• _Instructions to follow_: Every line that contains "valid" must be located and copied from the data.

• _Records for this exercise_:
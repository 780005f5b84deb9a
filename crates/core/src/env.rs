//! Build environment and placeholder expansion.
//!
//! Configured remote names, branch names, URLs and ref-specs may reference
//! build variables as `$NAME` or `${NAME}`. Expansion is a single pass of
//! literal substitution: unknown variables are left verbatim and substituted
//! values are never expanded again.

use std::collections::BTreeMap;
use std::ffi::OsString;
use std::sync::LazyLock;

use regex_lite::{Captures, Regex};
use serde::{Deserialize, Serialize};
use tracing::debug;

static PLACEHOLDER: LazyLock<Regex> = LazyLock::new(|| {
    Regex::new(r"\$([A-Za-z0-9_]+|\{[A-Za-z0-9_.]+\})").expect("placeholder regex is valid")
});

/// Variables available to a build step, keyed by name.
#[derive(Debug, Clone, Default, PartialEq, Eq, Serialize, Deserialize)]
#[serde(transparent)]
pub struct Environment {
    vars: BTreeMap<String, String>,
}

impl Environment {
    /// An empty environment.
    pub fn new() -> Self {
        Self::default()
    }

    /// Snapshot of the current process environment.
    ///
    /// Variables whose name or value is not valid UTF-8 cannot appear in a
    /// placeholder expansion and are skipped.
    pub fn from_process() -> Self {
        Self::from_os_vars(std::env::vars_os())
    }

    fn from_os_vars<I>(vars: I) -> Self
    where
        I: IntoIterator<Item = (OsString, OsString)>,
    {
        vars.into_iter()
            .filter_map(|(name, value)| match (name.into_string(), value.into_string()) {
                (Ok(name), Ok(value)) => Some((name, value)),
                (name, _) => {
                    debug!(name = ?name, "skipping environment variable that is not valid UTF-8");
                    None
                }
            })
            .collect()
    }

    /// Set a variable, replacing any previous value.
    pub fn insert(&mut self, name: impl Into<String>, value: impl Into<String>) {
        self.vars.insert(name.into(), value.into());
    }

    pub fn get(&self, name: &str) -> Option<&str> {
        self.vars.get(name).map(String::as_str)
    }

    pub fn len(&self) -> usize {
        self.vars.len()
    }

    pub fn is_empty(&self) -> bool {
        self.vars.is_empty()
    }

    /// Replace every recognized `$NAME` / `${NAME}` token in `template`.
    pub fn expand(&self, template: &str) -> String {
        let expanded = PLACEHOLDER.replace_all(template, |caps: &Captures<'_>| {
            let token = &caps[0];
            let name = caps[1].trim_start_matches('{').trim_end_matches('}');
            match self.vars.get(name) {
                Some(value) => value.clone(),
                None => token.to_string(),
            }
        });
        if expanded != template {
            debug!(template, expanded = %expanded, "expanded placeholders");
        }
        expanded.into_owned()
    }

    /// Expand each template in order.
    pub fn expand_all(&self, templates: &[String]) -> Vec<String> {
        templates.iter().map(|t| self.expand(t)).collect()
    }
}

impl<K: Into<String>, V: Into<String>> FromIterator<(K, V)> for Environment {
    fn from_iter<I: IntoIterator<Item = (K, V)>>(iter: I) -> Self {
        Self {
            vars: iter
                .into_iter()
                .map(|(k, v)| (k.into(), v.into()))
                .collect(),
        }
    }
}

impl<K: Into<String>, V: Into<String>> Extend<(K, V)> for Environment {
    fn extend<I: IntoIterator<Item = (K, V)>>(&mut self, iter: I) {
        for (k, v) in iter {
            self.insert(k, v);
        }
    }
}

• _Task answer_:
    Regex::new(r"\$([A-Za-z0-9_]+|\{[A-Za-z0-9_.]+\})").expect("placeholder regex is valid")
    /// Variables whose name or value is not valid UTF-8 cannot appear in a
                    debug!(name = ?name, "skipping environment variable that is not valid UTF-8");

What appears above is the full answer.